The only obstacle to the indefinite extension of this almost ideal system is the limited number of medical students. During the last few years the annual number of medical graduates has been about 2,500 or 2,600. Even if each of these students were to deliver 20 cases in their homes-which is a very much larger number than students deliver in most medical schools -the total number of cases delivered by all the

medical students in the United States would be only about 50,000. This is about 2 per cent of the births in the United States. It is just about the number of births which occur each year in the city of Chicago.

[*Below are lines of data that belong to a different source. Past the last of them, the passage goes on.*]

impl<'a, S: CalendarService> Reconciler<'a, S> {
    pub fn new(service: &'a S, store: &'a SyncStore, executor: &'a Executor, tz: Tz) -> Self {
        Reconciler {
            service,
            store,
            executor,
            tz,
        }
    }

    fn resolver(&self) -> CalendarResolver<'a, S> {
        CalendarResolver::new(self.service, self.executor, self.tz.name())
    }

    /// Reconcile every group, in order, sequentially.
    ///
    /// Only the initial calendar listing and local store failures can fail
    /// the whole run; per-category failures are recorded in the report.
    pub async fn run<P: Progress>(
        &self,
        groups: Vec<CategoryGroup>,
        options: &RunOptions,
        progress: &mut P,
    ) -> CalSyncResult<SyncReport> {
        let mut groups: Vec<CategoryGroup> = match &options.filter {
            Some(filter) => groups
                .into_iter()
                .filter(|g| g.key.as_str().contains(filter.as_str()))
                .collect(),
            None => groups,
        };
        groups.sort_by(|a, b| a.key.cmp(&b.key));

        let mut report = SyncReport {
            dry_run: options.dry_run,
            ..SyncReport::default()
        };

        let calendars = fetch_all_calendars(self.service, self.executor).await?;
        tracing::info!(
            categories = groups.len(),
            remote_calendars = calendars.len(),
            dry_run = options.dry_run,
            "Starting sync"
        );

        if options.delete_existing {
            let desired: HashSet<&str> = groups.iter().map(|g| g.key.as_str()).collect();
            let doomed: Vec<RemoteCalendar> = calendars
                .into_iter()
                .filter(|c| desired.contains(c.name.as_str()))
                .collect();

            if options.dry_run {
                report.deleted_calendars = doomed.into_iter().map(|c| c.name).collect();
            } else {
                match delete_calendars(self.service, self.executor, self.store, &doomed).await {
                    Ok(deleted) => {
                        for name in &deleted {
                            progress.calendar_deleted(name);
                        }
                        report.deleted_calendars = deleted;
                    }
                    Err(CalSyncError::Cancelled) => {
                        report.cancelled = true;
                        self.finish(&mut report);
                        return Ok(report);
                    }
                    Err(err) => {
                        tracing::error!(error = %err, "Calendar deletion stopped, skipping all categories");
                        report.categories = groups
                            .iter()
                            .map(|group| skipped_outcome(group, &err))
                            .collect();
                        self.finish(&mut report);
                        return Ok(report);
                    }
                }
                for name in &desired {
                    self.store.delete_calendar(name)?;
                }
            }
        }

        let total = groups.len();
        for (index, group) in groups.iter().enumerate() {
            progress.category_started(index + 1, total, group.key.as_str());

            match self.sync_category(group, options).await {
                Ok(outcome) => {
                    progress.category_finished(&outcome);
                    report.categories.push(outcome);
                }
                Err(CalSyncError::Cancelled) => {
                    report.cancelled = true;
                    break;
                }
                Err(e) => return Err(e),
            }

            if index + 1 < total && !options.dry_run {
                progress.pausing(options.pause_between_categories);
                if self
                    .executor
                    .sleep(options.pause_between_categories)
                    .await
                    .is_err()
                {
                    report.cancelled = true;
                    break;
                }
            }
        }

        self.finish(&mut report);
        tracing::info!(
            calendars_created = report.calendars_created(),
            events_created = report.events_created(),
            incomplete = report.incomplete().count(),
            cancelled = report.cancelled,
            api_calls = report.api_calls,
            "Sync finished"
        );
        Ok(report)
    }

    fn finish(&self, report: &mut SyncReport) {
        report.api_calls = self.executor.quota().used();
        report.api_calls_remaining = self.executor.quota().remaining();
    }

    /// Drive one category to Settled or Failed.
    ///
    /// Only cancellation is returned as an error; every other failure is
    /// recorded on the outcome after persisting what was confirmed so far.
    pub async fn sync_category(
        &self,
        group: &CategoryGroup,
        options: &RunOptions,
    ) -> CalSyncResult<CategoryOutcome> {
        let name = group.key.as_str();
        let mut outcome = CategoryOutcome::new(name);
        let desired = unique_records(&group.records);
        outcome.expected = desired.len();
        outcome.duplicate_rows = group.records.len() - desired.len();

        let result = if options.dry_run {
            self.plan_category(group, &desired, options, &mut outcome).await
        } else {
            self.reconcile_category(group, &desired, options, &mut outcome)
                .await
        };

        match result {
            Ok(()) => Ok(outcome),
            Err(err) => {
                let cancelled = matches!(err, CalSyncError::Cancelled);
                if !cancelled {
                    tracing::error!(category = name, phase = %outcome.phase, error = %err, "Category failed");
                    outcome.error = Some(err.to_string());
                    outcome.phase = Phase::Failed;
                }
                if !options.dry_run {
                    self.persist_progress(&desired, &mut outcome);
                }
                if cancelled { Err(err) } else { Ok(outcome) }
            }
        }
    }

    async fn reconcile_category(
        &self,
        group: &CategoryGroup,
        desired: &[&EventRecord],
        options: &RunOptions,
        outcome: &mut CategoryOutcome,
    ) -> CalSyncResult<()> {
        let name = group.key.as_str();
        let wanted: HashSet<Signature> = desired.iter().map(|r| r.signature()).collect();

        if options.trust_store && self.store_says_complete(name, &wanted)? {
            tracing::info!(category = name, "Store marks category complete, skipping");
            outcome.trusted = true;
            outcome.complete = true;
            outcome.synced = outcome.expected;
            outcome.already_present = outcome.expected;
            outcome.phase = Phase::Settled;
            return Ok(());
        }

        outcome.phase = Phase::Resolving;
        let (calendar_id, created) = self.resolver().resolve(name).await?;
        outcome.calendar_id = Some(calendar_id.clone());
        outcome.calendar_created = created;
        self.store.upsert_calendar_state(&CalendarSyncState::resolved(
            name,
            &calendar_id,
            outcome.expected as u64,
        ))?;

        outcome.phase = Phase::Refreshing;
        let range = self.refresh_range(group);
        let remote = fetch_all_events(self.service, self.executor, &calendar_id, &range).await?;
        let discovered = self.store.record_events(
            &calendar_id,
            name,
            remote
                .iter()
                .filter_map(|ev| ev.signature(self.tz).map(|sig| (sig, Some(ev.id.as_str())))),
        )?;
        tracing::debug!(category = name, listed = remote.len(), discovered, "Refreshed remote events");

        outcome.phase = Phase::Diffing;
        let existing = self.store.existing_signatures(&calendar_id)?;
        let missing: Vec<&EventRecord> = desired
            .iter()
            .copied()
            .filter(|r| !existing.contains(&r.signature()))
            .collect();
        outcome.already_present = desired.len() - missing.len();
        tracing::info!(
            category = name,
            expected = desired.len(),
            missing = missing.len(),
            "Computed missing events"
        );

        if !missing.is_empty() {
            outcome.phase = Phase::Uploading;
            self.upload(name, &calendar_id, &missing, options, outcome)
                .await?;
        }

        self.settle(name, &calendar_id, &wanted, outcome)?;
        outcome.phase = Phase::Settled;
        Ok(())
    }

    async fn upload(
        &self,
        name: &str,
        calendar_id: &str,
        missing: &[&EventRecord],
        options: &RunOptions,
        outcome: &mut CategoryOutcome,
    ) -> CalSyncResult<()> {
        let service = self.service;

        for record in missing {
            if self.executor.is_cancelled() {
                return Err(CalSyncError::Cancelled);
            }

            let payload = NewEvent::from_record(record, self.tz);
            let label = format!("insert {}", record.subject.trim());
            let payload_ref = &payload;
            let result = self
                .executor
                .execute(&label, move || service.create_event(calendar_id, payload_ref))
                .await;

            match result {
                Ok(created) => {
                    self.store.record_event(
                        calendar_id,
                        name,
                        &record.signature(),
                        Some(created.id.as_str()),
                    )?;
                    outcome.created += 1;
                    self.executor.sleep(options.post_create_delay).await?;
                }
                Err(err @ (CalSyncError::SyncExhausted { .. } | CalSyncError::Cancelled)) => {
                    return Err(err);
                }
                Err(err) => {
                    tracing::warn!(
                        category = name,
                        event = %record.signature(),
                        error = %err,
                        "Event create failed, skipping"
                    );
                    outcome.failed_events += 1;
                }
            }
        }

        Ok(())
    }

    /// Dry run: compare against a fresh listing, write nothing.
    async fn plan_category(
        &self,
        group: &CategoryGroup,
        desired: &[&EventRecord],
        options: &RunOptions,
        outcome: &mut CategoryOutcome,
    ) -> CalSyncResult<()> {
        let name = group.key.as_str();

        outcome.phase = Phase::Resolving;
        // A calendar named after the category would be deleted first.
        let calendar = if options.delete_existing {
            None
        } else {
            self.resolver().find(name).await?
        };
        let Some(calendar) = calendar else {
            outcome.calendar_created = true;
            outcome.phase = Phase::Settled;
            return Ok(());
        };
        outcome.calendar_id = Some(calendar.id.clone());

        outcome.phase = Phase::Refreshing;
        let range = self.refresh_range(group);
        let remote = fetch_all_events(self.service, self.executor, &calendar.id, &range).await?;
        let existing: HashSet<Signature> = remote.iter().filter_map(|ev| ev.signature(self.tz)).collect();

        outcome.phase = Phase::Diffing;
        outcome.already_present = desired
            .iter()
            .filter(|r| existing.contains(&r.signature()))
            .count();
        outcome.synced = outcome.already_present;
        outcome.complete = outcome.synced == outcome.expected;
        outcome.phase = Phase::Settled;
        Ok(())
    }

    fn refresh_range(&self, group: &CategoryGroup) -> DateRange {
        group.span(self.tz).unwrap_or_else(|| {
            let now = Utc::now();
            DateRange {
                from: Some(now),
                to: Some(now + ChronoDuration::days(EMPTY_REFRESH_DAYS)),
            }
        })
    }

    fn store_says_complete(&self, name: &str, wanted: &HashSet<Signature>) -> CalSyncResult<bool> {
        let Some(state) = self.store.get_calendar_state(name)? else {
            return Ok(false);
        };
        if !state.complete || state.expected_count != wanted.len() as u64 {
            return Ok(false);
        }
        let existing = self.store.existing_signatures(&state.calendar_id)?;
        Ok(wanted.is_subset(&existing))
    }

    fn settle(
        &self,
        name: &str,
        calendar_id: &str,
        wanted: &HashSet<Signature>,
        outcome: &mut CategoryOutcome,
    ) -> CalSyncResult<()> {
        let existing = self.store.existing_signatures(calendar_id)?;
        outcome.synced = wanted.intersection(&existing).count();
        outcome.complete = outcome.synced == wanted.len();

        self.store.upsert_calendar_state(&CalendarSyncState {
            name: name.to_string(),
            calendar_id: calendar_id.to_string(),
            expected_count: wanted.len() as u64,
            synced_count: outcome.synced as u64,
            complete: outcome.complete,
            last_sync: Some(Utc::now()),
        })?;

        tracing::info!(
            category = name,
            created = outcome.created,
            synced = outcome.synced,
            expected = wanted.len(),
            complete = outcome.complete,
            "Category settled"
        );
        Ok(())
    }

    /// Record what was confirmed before an abort, marked incomplete.
    fn persist_progress(&self, desired: &[&EventRecord], outcome: &mut CategoryOutcome) {
        let Some(calendar_id) = outcome.calendar_id.clone() else {
            return;
        };
        let wanted: HashSet<Signature> = desired.iter().map(|r| r.signature()).collect();

        let result = self.store.existing_signatures(&calendar_id).and_then(|existing| {
            outcome.synced = wanted.intersection(&existing).count();
            outcome.complete = false;
            self.store.upsert_calendar_state(&CalendarSyncState {
                name: outcome.name.clone(),
                calendar_id: calendar_id.clone(),
                expected_count: wanted.len() as u64,
                synced_count: outcome.synced as u64,
                complete: false,
                last_sync: Some(Utc::now()),
            })
        });

        if let Err(e) = result {
            tracing::error!(category = %outcome.name, error = %e, "Could not persist partial progress");
        }
    }
}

The number of medical colleges is on the decrease rather than on the increase. There are at the present time 95 medical schools in the country, in about 60 different communities.1 For reasons of medical teaching efficiency they tend to be in large centers of population. There were in the United States, in 1917, 272 communities of over 25,000 estimated population.2 There were, according to the census of 1910, 2,173 communities of between 2,500 and 25,000. The rural area of the United States includes a little more than half the total population. The medical colleges and the medical students can develop a system and set a standard of medical care, but they can provide for only a minute fraction of the mothers of the United States in their time of need.

A PRACTICAL PLAN

The only effective maternity service thus far developed has been the out-patient teaching service, and the number that can be reached by this is limited by the number of medical schools. A practicable method of securing the advantages of this system without the use of the medical student has been suggested by Dr. A. K. Paine, as a member of the committee on

1 According to 1918 classification of American Medical Association.

2 Department of Commerce, Bureau of the Census, Bulletin 138, Table VI.